# Orchestrate Jobs to Train and Evaluate Models 


## Notebook Description

**Dataset Reference:** https://www.csie.ntu.edu.tw/~cjlin/libsvmtools/datasets/regression.html

**Type of problem:** Linear Regression

**Type of solution:** XGBoost using SageMaker Training Job


Source of this notebook: https://docs.aws.amazon.com/sagemaker/latest/dg/define-pipeline.html

This notebook has been adapted to run outside of SageMaker Pipeline


**Stack:**
- pandas, numpy 
- SageMaker Training Job
- Studio's prebuilt image DataScience 3.0 (conda) and XGBoost Stack

**Steps:**
- download data
- do some data preparation
- split the datasets and upload the datasets to S3
- configure and run the training job
- check the model evaluation


## Dataset

The dataset you use is the [UCI Machine Learning Abalone Dataset](https://archive.ics.uci.edu/ml/datasets/abalone) [1].  The aim for this task is to determine the age of an abalone snail from its physical measurements. At the core, this is a regression problem.

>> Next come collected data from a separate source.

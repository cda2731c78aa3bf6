use std::{
    io,
    mem,
    os::{
        raw::c_int,
        unix::io::{
            AsRawFd,
            FromRawFd,
            IntoRawFd,
            OwnedFd,
            RawFd,
        },
    },
    sync::atomic::{
        AtomicBool,
        Ordering,
    },
};

use inotify_sys as ffi;
use tracing::{
    debug,
    warn,
};

use crate::error::{
    Error,
    Result,
};

/// Creates a new inotify instance
///
/// Calls [`inotify_init1`] with `IN_CLOEXEC` and `IN_NONBLOCK`. The returned
/// descriptor is meant to be handed straight to
/// [`Inotify::from_descriptor`], which is what [`Inotify::init`] does.
///
/// The descriptor stays non-blocking. [`Inotify`] waits for readiness with
/// `poll(2)` instead, so a waiting read can be woken by closing the instance.
///
/// # Errors
///
/// Returns [`Error::SystemFailure`] if the kernel refuses to allocate an
/// instance, for example because of the per-user instance limit.
///
/// [`inotify_init1`]: inotify_sys::inotify_init1
/// [`Inotify`]: crate::Inotify
/// [`Inotify::init`]: crate::Inotify::init
/// [`Inotify::from_descriptor`]: crate::Inotify::from_descriptor
pub fn create_descriptor() -> Result<OwnedFd> {
    let fd = unsafe { ffi::inotify_init1(ffi::IN_CLOEXEC | ffi::IN_NONBLOCK) };

    if fd == -1 {
        return Err(Error::last_os_error("inotify_init1"));
    }

    debug!(fd, "created inotify descriptor");

    // `fd` was just returned by the kernel and nobody else owns it.
    Ok(unsafe { OwnedFd::from_raw_fd(fd) })
}

/// Shared owner of an inotify file descriptor
///
/// Every handle to an instance (`Inotify`, `Watches`, the reader and an
/// `EventStream`) holds an `Arc<FdGuard>`. Closing flips the guard into the
/// closed state and signals its wake descriptor, so a read waiting on another
/// thread or task returns [`Error::ClosedDescriptor`]. The inotify descriptor
/// itself is released once the last handle is gone, so a descriptor number is
/// never reused while a handle could still pass it to the kernel.
#[derive(Debug)]
pub struct FdGuard {
    fd: RawFd,
    // eventfd, readable once the guard is closed
    wake: OwnedFd,
    closed: AtomicBool,
    close_on_drop: AtomicBool,
}

impl FdGuard {
    pub(crate) fn new(fd: OwnedFd) -> Result<Self> {
        let wake = unsafe { libc::eventfd(0, libc::EFD_CLOEXEC | libc::EFD_NONBLOCK) };
        if wake == -1 {
            return Err(Error::last_os_error("eventfd"));
        }

        Ok(FdGuard {
            fd: fd.into_raw_fd(),
            // `wake` was just returned by the kernel and nobody else owns it.
            wake: unsafe { OwnedFd::from_raw_fd(wake) },
            closed: AtomicBool::new(false),
            close_on_drop: AtomicBool::new(true),
        })
    }

    /// Returns the descriptor, unless the instance has been closed
    pub(crate) fn raw(&self) -> Result<RawFd> {
        if self.is_closed() {
            return Err(Error::ClosedDescriptor);
        }
        Ok(self.fd)
    }

    pub(crate) fn is_closed(&self) -> bool {
        self.closed.load(Ordering::Acquire)
    }

    /// The descriptor that becomes readable when the guard is closed
    #[cfg(feature = "stream")]
    pub(crate) fn wake_fd(&self) -> RawFd {
        self.wake.as_raw_fd()
    }

    /// Moves the guard into the closed state and wakes waiting readers
    pub(crate) fn mark_closed(&self) -> Result<()> {
        if self.closed.swap(true, Ordering::AcqRel) {
            return Err(Error::ClosedDescriptor);
        }

        let one: u64 = 1;
        let written = unsafe {
            libc::write(
                self.wake.as_raw_fd(),
                &one as *const u64 as *const libc::c_void,
                mem::size_of::<u64>(),
            )
        };
        if written == -1 {
            return Err(Error::last_os_error("write"));
        }

        Ok(())
    }

    /// Waits until the inotify descriptor is readable
    ///
    /// Sleeps in `poll(2)` without a timeout. Returns
    /// [`Error::ClosedDescriptor`] as soon as the guard is closed, from this or
    /// any other thread.
    pub(crate) fn wait_readable(&self) -> Result<()> {
        let mut fds = [
            libc::pollfd {
                fd: self.raw()?,
                events: libc::POLLIN,
                revents: 0,
            },
            libc::pollfd {
                fd: self.wake.as_raw_fd(),
                events: libc::POLLIN,
                revents: 0,
            },
        ];

        loop {
            if unsafe { libc::poll(fds.as_mut_ptr(), fds.len() as libc::nfds_t, -1) } == -1 {
                let source = io::Error::last_os_error();
                if source.kind() == io::ErrorKind::Interrupted {
                    continue;
                }
                return Err(Error::SystemFailure {
                    operation: "poll",
                    source,
                });
            }

            if self.is_closed() || fds[1].revents != 0 {
                return Err(Error::ClosedDescriptor);
            }
            if fds[0].revents != 0 {
                return Ok(());
            }
        }
    }

    /// Closes the descriptor now instead of on drop
    ///
    /// Only called once the caller holds the last reference.
    pub(crate) fn close_now(self) -> Result<()> {
        self.close_on_drop.store(false, Ordering::Release);

        match unsafe { ffi::close(self.fd) } {
            0 => {
                debug!(fd = self.fd, "closed inotify descriptor");
                Ok(())
            }
            _ => Err(Error::last_os_error("close")),
        }
    }
}

impl AsRawFd for FdGuard {
    #[inline]
    fn as_raw_fd(&self) -> RawFd {
        self.fd
    }
}

impl Drop for FdGuard {
    fn drop(&mut self) {
        if self.close_on_drop.load(Ordering::Acquire) {
            if unsafe { ffi::close(self.fd) } == -1 {
                warn!(
                    fd = self.fd,
                    error = %std::io::Error::last_os_error(),
                    "failed to close inotify descriptor"
                );
            }
        }
    }
}

/// Switches `O_NONBLOCK` on or off, returning the previous file status flags
pub(crate) fn set_nonblocking(fd: RawFd, nonblocking: bool) -> Result<c_int> {
    let flags = unsafe { libc::fcntl(fd, libc::F_GETFL) };
    if flags == -1 {
        return Err(Error::last_os_error("fcntl"));
    }

    let new_flags = if nonblocking {
        flags | libc::O_NONBLOCK
    } else {
        flags & !libc::O_NONBLOCK
    };

    if new_flags != flags && unsafe { libc::fcntl(fd, libc::F_SETFL, new_flags) } == -1 {
        return Err(Error::last_os_error("fcntl"));
    }

    Ok(flags)
}

/// Waits up to `timeout_ms` for the descriptor to become readable
///
/// A timeout of `0` only checks readiness and never waits.
pub(crate) fn poll_readable(fd: RawFd, timeout_ms: c_int) -> Result<bool> {
    let mut pollfd = libc::pollfd {
        fd,
        events: libc::POLLIN,
        revents: 0,
    };

    match unsafe { libc::poll(&mut pollfd, 1, timeout_ms) } {
        -1 => Err(Error::last_os_error("poll")),
        0 => Ok(false),
        // Error conditions count as ready, so the following read reports them.
        _ => Ok(pollfd.revents != 0),
    }
}

#[cfg(test)]
mod tests {
    use std::{
        os::unix::io::AsRawFd,
        sync::Arc,
        thread,
        time::Duration,
    };

    use crate::Error;

    use super::{
        create_descriptor,
        poll_readable,
        set_nonblocking,
        FdGuard,
    };

    #[test]
    fn created_descriptor_should_be_non_blocking() {
        let fd = create_descriptor().unwrap();
        let flags = unsafe { libc::fcntl(fd.as_raw_fd(), libc::F_GETFL) };

        assert_ne!(flags & libc::O_NONBLOCK, 0);
    }

    #[test]
    fn set_nonblocking_should_return_previous_flags() {
        let fd = create_descriptor().unwrap();
        let raw = fd.as_raw_fd();

        let before = set_nonblocking(raw, false).unwrap();
        assert_ne!(before & libc::O_NONBLOCK, 0);

        let before = set_nonblocking(raw, true).unwrap();
        assert_eq!(before & libc::O_NONBLOCK, 0);
    }

    #[test]
    fn closed_guard_should_refuse_access() {
        let guard = FdGuard::new(create_descriptor().unwrap()).unwrap();

        guard.mark_closed().unwrap();

        assert!(matches!(guard.raw(), Err(Error::ClosedDescriptor)));
        assert!(matches!(guard.mark_closed(), Err(Error::ClosedDescriptor)));
        assert!(matches!(guard.wait_readable(), Err(Error::ClosedDescriptor)));
    }

    #[test]
    fn closing_should_wake_a_waiting_thread() {
        let guard = Arc::new(FdGuard::new(create_descriptor().unwrap()).unwrap());

        let waiter = {
            let guard = guard.clone();
            thread::spawn(move || guard.wait_readable())
        };

        thread::sleep(Duration::from_millis(50));
        guard.mark_closed().unwrap();

        assert!(matches!(waiter.join().unwrap(), Err(Error::ClosedDescriptor)));
    }

    #[test]
    fn fresh_descriptor_should_not_be_readable() {
        let fd = create_descriptor().unwrap();

        assert!(!poll_readable(fd.as_raw_fd(), 0).unwrap());
    }
}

The dataset contains several features: length (the longest shell measurement), diameter (the diameter perpendicular to length), height (the height with meat in the shell), whole_weight (the weight of whole abalone), shucked_weight (the weight of meat), viscera_weight (the gut weight after bleeding), shell_weight (the weight after being dried), sex ('M', 'F', 'I' where 'I' is Infant), and rings (integer).

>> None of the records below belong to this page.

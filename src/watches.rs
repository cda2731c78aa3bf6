use std::{
    cmp::Ordering,
    ffi::CString,
    hash::{
        Hash,
        Hasher,
    },
    os::raw::c_int,
    os::unix::{
        ffi::OsStrExt,
        io::AsRawFd,
    },
    path::Path,
    sync::{
        Arc,
        Weak,
    },
};

use inotify_sys as ffi;
use tracing::debug;

use crate::error::{
    Error,
    Result,
};
use crate::fd_guard::FdGuard;

bitflags! {
    /// Describes a file system watch
    ///
    /// Passed to [`Watches::add`], to describe what file system events
    /// to watch for, and how to do that.
    ///
    /// # Examples
    ///
    /// `WatchMask` constants can be passed to [`Watches::add`] as is, or
    /// combined. Here we add a watch that is triggered both when files are
    /// created or deleted in a directory:
    ///
    /// ``` rust
    /// # use inotify_io::{
    /// #     Inotify,
    /// #     WatchMask,
    /// # };
    /// #
    /// # let inotify = Inotify::init().unwrap();
    /// inotify.watches().add("/tmp/", WatchMask::CREATE | WatchMask::DELETE)
    ///    .expect("Error adding watch");
    /// ```
    #[derive(PartialEq, Eq, PartialOrd, Ord, Hash, Debug, Clone, Copy)]
    pub struct WatchMask: u32 {
        /// File was accessed
        const ACCESS = ffi::IN_ACCESS;

        /// Metadata (permissions, timestamps, ...) changed
        const ATTRIB = ffi::IN_ATTRIB;

        /// File opened for writing was closed
        const CLOSE_WRITE = ffi::IN_CLOSE_WRITE;

        /// File or directory not opened for writing was closed
        const CLOSE_NOWRITE = ffi::IN_CLOSE_NOWRITE;

        /// File/directory created in watched directory
        const CREATE = ffi::IN_CREATE;

        /// File/directory deleted from watched directory
        const DELETE = ffi::IN_DELETE;

        /// Watched file/directory was deleted
        const DELETE_SELF = ffi::IN_DELETE_SELF;

        /// File was modified
        const MODIFY = ffi::IN_MODIFY;

        /// Watched file/directory was moved
        const MOVE_SELF = ffi::IN_MOVE_SELF;

        /// File was renamed/moved; watched directory contained old name
        const MOVED_FROM = ffi::IN_MOVED_FROM;

        /// File was renamed/moved; watched directory contains new name
        const MOVED_TO = ffi::IN_MOVED_TO;

        /// File or directory was opened
        const OPEN = ffi::IN_OPEN;

        /// Watch for all events
        ///
        /// Every one of the twelve event kinds listed above.
        const ALL_EVENTS = ffi::IN_ALL_EVENTS;

        /// Watch for both `MOVED_FROM` and `MOVED_TO`
        const MOVE = ffi::IN_MOVE;

        /// Watch for both `CLOSE_WRITE` and `CLOSE_NOWRITE`
        const CLOSE = ffi::IN_CLOSE;

        /// Don't dereference the path if it is a symbolic link
        const DONT_FOLLOW = ffi::IN_DONT_FOLLOW;

        /// Filter events for directory entries that have been unlinked
        const EXCL_UNLINK = ffi::IN_EXCL_UNLINK;

        /// If a watch for the inode exists, amend it instead of replacing it
        const MASK_ADD = ffi::IN_MASK_ADD;

        /// Only receive one event, then remove the watch
        const ONESHOT = ffi::IN_ONESHOT;

        /// Only watch path, if it is a directory
        const ONLYDIR = ffi::IN_ONLYDIR;
    }
}

impl WatchMask {
    /// Symbolic names of the event kinds in this mask
    ///
    /// Option bits such as `ONESHOT` have no name and are skipped.
    pub fn event_names(self) -> Vec<&'static str> {
        crate::symbols::mask_to_events(self.bits())
    }
}

/// Interface for adding and removing watches
///
/// Obtained from [`Inotify::watches`]. Clones refer to the same inotify
/// instance. Calls must not race with reads on that instance; the caller
/// serializes them.
///
/// [`Inotify::watches`]: crate::Inotify::watches
#[derive(Clone, Debug)]
pub struct Watches {
    pub(crate) fd: Arc<FdGuard>,
}

impl Watches {
    pub(crate) fn new(fd: Arc<FdGuard>) -> Self {
        Watches { fd }
    }

    /// Adds or updates a watch for the given path
    ///
    /// Adds a new watch or updates an existing one for the file referred to by
    /// `path`. Returns a watch descriptor that can be used to refer to this
    /// watch later.
    ///
    /// If this method is used to update an existing watch, a
    /// [`WatchDescriptor`] that equals the previously returned one is returned
    /// again. The existing mask is replaced, unless `mask` contains
    /// [`WatchMask::MASK_ADD`]. This also happens for a different path that
    /// links to the same inode.
    ///
    /// # Errors
    ///
    /// - [`Error::InvalidArgument`], if `path` is empty or contains a `'\0'`
    ///   byte.
    /// - [`Error::ClosedDescriptor`], if the instance was closed.
    /// - [`Error::SystemFailure`], if [`inotify_add_watch`] fails. This
    ///   includes an empty `mask`, which the kernel rejects.
    ///
    /// [`inotify_add_watch`]: inotify_sys::inotify_add_watch
    pub fn add<P>(&mut self, path: P, mask: WatchMask) -> Result<WatchDescriptor>
    where
        P: AsRef<Path>,
    {
        let path = path.as_ref();
        let bytes = path.as_os_str().as_bytes();
        if bytes.is_empty() {
            return Err(Error::InvalidArgument("watch path is empty"));
        }
        let c_path = CString::new(bytes)
            .map_err(|_| Error::InvalidArgument("watch path contains a nul byte"))?;

        let fd = self.fd.raw()?;
        let wd = unsafe { ffi::inotify_add_watch(fd, c_path.as_ptr() as *const _, mask.bits()) };

        if wd == -1 {
            return Err(Error::last_os_error("inotify_add_watch"));
        }

        debug!(fd, wd, path = %path.display(), ?mask, "added watch");

        Ok(WatchDescriptor {
            id: wd,
            fd: Arc::downgrade(&self.fd),
        })
    }

    /// Adds or updates a watch, naming the events symbolically
    ///
    /// Folds `names` through [`events_to_mask`](crate::events_to_mask), then
    /// behaves like [`Watches::add`]. Unrecognized names are ignored.
    ///
    /// # Errors
    ///
    /// Returns [`Error::InvalidArgument`] if none of the names is recognized,
    /// otherwise the errors of [`Watches::add`].
    pub fn add_events<P, I>(&mut self, path: P, names: I) -> Result<WatchDescriptor>
    where
        P: AsRef<Path>,
        I: IntoIterator,
        I::Item: AsRef<str>,
    {
        let mask = crate::symbols::events_to_mask(names)
            .ok_or(Error::InvalidArgument("no recognized event names"))?;

        self.add(path, mask)
    }

    /// Stops watching a file
    ///
    /// Removes the watch represented by the provided [`WatchDescriptor`] by
    /// calling [`inotify_rm_watch`]. The kernel then queues a last event for
    /// that watch with [`EventMask::IGNORED`] set.
    ///
    /// # Errors
    ///
    /// - [`Error::ClosedDescriptor`], if the instance was closed.
    /// - [`Error::InvalidArgument`], if `wd` did not originate from this
    ///   instance.
    /// - [`Error::SystemFailure`], if [`inotify_rm_watch`] fails, for example
    ///   because the watch was already removed.
    ///
    /// [`inotify_rm_watch`]: inotify_sys::inotify_rm_watch
    /// [`EventMask::IGNORED`]: crate::EventMask::IGNORED
    pub fn remove(&mut self, wd: WatchDescriptor) -> Result<()> {
        let fd = self.fd.raw()?;

        match wd.fd.upgrade() {
            Some(owner) if Arc::ptr_eq(&owner, &self.fd) => (),
            _ => {
                return Err(Error::InvalidArgument(
                    "watch descriptor belongs to another inotify instance",
                ))
            }
        }

        if unsafe { ffi::inotify_rm_watch(fd, wd.id) } == -1 {
            return Err(Error::last_os_error("inotify_rm_watch"));
        }

        debug!(fd, wd = wd.id, "removed watch");
        Ok(())
    }

    /// Closes the inotify instance this handle belongs to
    ///
    /// Unlike [`Inotify::close`], this works from any handle, so it can cancel
    /// a read that is waiting on another thread or task: that read returns
    /// [`Error::ClosedDescriptor`]. So does every later operation through any
    /// handle of the instance. The file descriptor is released once the last
    /// handle is dropped.
    ///
    /// # Errors
    ///
    /// Returns [`Error::ClosedDescriptor`] if the instance was closed already.
    ///
    /// [`Inotify::close`]: crate::Inotify::close
    pub fn close(&self) -> Result<()> {
        self.fd.mark_closed()?;

        debug!(fd = self.fd.as_raw_fd(), "closed inotify instance");
        Ok(())
    }
}

/// Represents a watch on an inode
///
/// Can be obtained from [`Watches::add`] or from an [`Event`]. A watch
/// descriptor can be used to get inotify to stop watching an inode by passing
/// it to [`Watches::remove`].
///
/// Two watch descriptors are equal if they have the same id and come from the
/// same inotify instance. Ordering sorts by id first, then by instance, so it
/// agrees with equality.
///
/// [`Event`]: crate::Event
#[derive(Clone, Debug)]
pub struct WatchDescriptor {
    pub(crate) id: c_int,
    pub(crate) fd: Weak<FdGuard>,
}

impl WatchDescriptor {
    /// Getter method for a watcher's id.
    ///
    /// Can be used to distinguish events for files with the same name.
    pub fn get_watch_descriptor_id(&self) -> c_int {
        self.id
    }
}

impl Eq for WatchDescriptor {}

impl PartialEq for WatchDescriptor {
    fn eq(&self, other: &Self) -> bool {
        // A weak pointer keeps its allocation alive, so the address can't be
        // reused by another instance while `self` exists.
        self.id == other.id && Weak::ptr_eq(&self.fd, &other.fd)
    }
}

impl Ord for WatchDescriptor {
    fn cmp(&self, other: &Self) -> Ordering {
        self.id
            .cmp(&other.id)
            .then_with(|| self.fd.as_ptr().cmp(&other.fd.as_ptr()))
    }
}

impl PartialOrd for WatchDescriptor {
    fn partial_cmp(&self, other: &Self) -> Option<Ordering> {
        Some(self.cmp(other))
    }
}

impl Hash for WatchDescriptor {
    fn hash<H: Hasher>(&self, state: &mut H) {
        // `fd` is a weak pointer that may be gone already. The hash must not
        // depend on that, so only the id is hashed.
        self.id.hash(state);
    }
}
//! Request-facing service stack.
//!
//! 1. **Service** (`forecast`): `ForecastRequest` -> `ForecastPipeline`
//! 2. **Middleware** (`middleware`): Tower layers (timeout, metrics)

pub mod forecast;
pub mod middleware;

pub use forecast::{ForecastRequest, ForecastService};
pub use middleware::build_forecast_service;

The number of rings turns out to be a good approximation for age (age is rings + 1.5). However, to obtain this number requires cutting the shell through the cone, staining the section, and counting the number of rings through a microscope, which is a time-consuming task. However, the other physical measurements are easier to determine. You use the dataset to build a predictive model of the variable rings through these other physical measurements.

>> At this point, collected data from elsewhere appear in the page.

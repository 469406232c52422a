//! Wall-clock abstraction used for forecast dates and cache expiration deadlines.

use std::sync::atomic::{AtomicI64, Ordering};

use chrono::{DateTime, Duration, Utc};

/// Abstraction over the system clock for dependency injection.
///
/// Allows deterministic testing by replacing the real clock with a manual one.
/// The default implementation ([`SystemClock`]) delegates to `chrono::Utc::now`.
pub trait ClockSource: Send + Sync {
    /// Returns the current wall-clock time.
    fn now(&self) -> DateTime<Utc>;
}

/// Default clock source that reads the real system time.
#[derive(Debug, Clone, Copy, Default)]
pub struct SystemClock;

impl ClockSource for SystemClock {
    fn now(&self) -> DateTime<Utc> {
        Utc::now()
    }
}

/// Clock that only moves when told to.
///
/// Stored as milliseconds since the Unix epoch so it can be shared across
/// tasks without a lock.
#[derive(Debug)]
pub struct ManualClock {
    millis: AtomicI64,
}

impl ManualClock {
    /// Creates a clock frozen at `start`.
    #[must_use]
    pub fn new(start: DateTime<Utc>) -> Self {
        Self {
            millis: AtomicI64::new(start.timestamp_millis()),
        }
    }

    /// Moves the clock forward by `delta`.
    pub fn advance(&self, delta: Duration) {
        self.millis
            .fetch_add(delta.num_milliseconds(), Ordering::SeqCst);
    }

    /// Jumps the clock to `instant`.
    pub fn set(&self, instant: DateTime<Utc>) {
        self.millis
            .store(instant.timestamp_millis(), Ordering::SeqCst);
    }
}

impl ClockSource for ManualClock {
    fn now(&self) -> DateTime<Utc> {
        let millis = self.millis.load(Ordering::SeqCst);
        DateTime::from_timestamp_millis(millis).unwrap_or_default()
    }
}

Before you upload the data to an S3 bucket, install the SageMaker Python SDK and gather some constants you can use later in this notebook.

> [1] Dua, D. and Graff, C. (2019). [UCI Machine Learning Repository](http://archive.ics.uci.edu/ml). Irvine, CA: University of California, School of Information and Computer Science.

# Session initialisation

In [None]:
import sys

!{sys.executable} -m pip install "sagemaker>=2.121.0"  # noqa

In [None]:
from pprint import pprint

In [None]:
import boto3
import sagemaker
from sagemaker.workflow.pipeline_context import PipelineSession

sagemaker_session = sagemaker.session.Session()
region = sagemaker_session.boto_region_name
role = sagemaker.get_execution_role()
#pipeline_session = PipelineSession()
default_bucket = sagemaker_session.default_bucket()
#model_package_group_name = f"AbaloneModelPackageGroupName"
model_package_group_name = f"LabBench-Abalone-Jobs-GroupName"
#ipeline_name = f"AbalonePipeline"
pipeline_name = f"LabBench-Abalone-Jobs"


# Parameters

In [None]:
from time import gmtime, strftime
import time

run_id = f"{strftime('%y%m%d%H%M', gmtime())}"

stage_prefix = "L"
project_prefix = "abalone"
variant_prefix = "xgbjob"

In [None]:
job_prefix_short = f"{variant_prefix}/{run_id}"
job_prefix_long = f"{stage_prefix}/{project_prefix}/{job_prefix_short}"

In [None]:
print(f"{job_prefix_short=}")
print(f"{job_prefix_long=}")

In [None]:
import os
base_folder = os.path.join("./generated", job_prefix_short)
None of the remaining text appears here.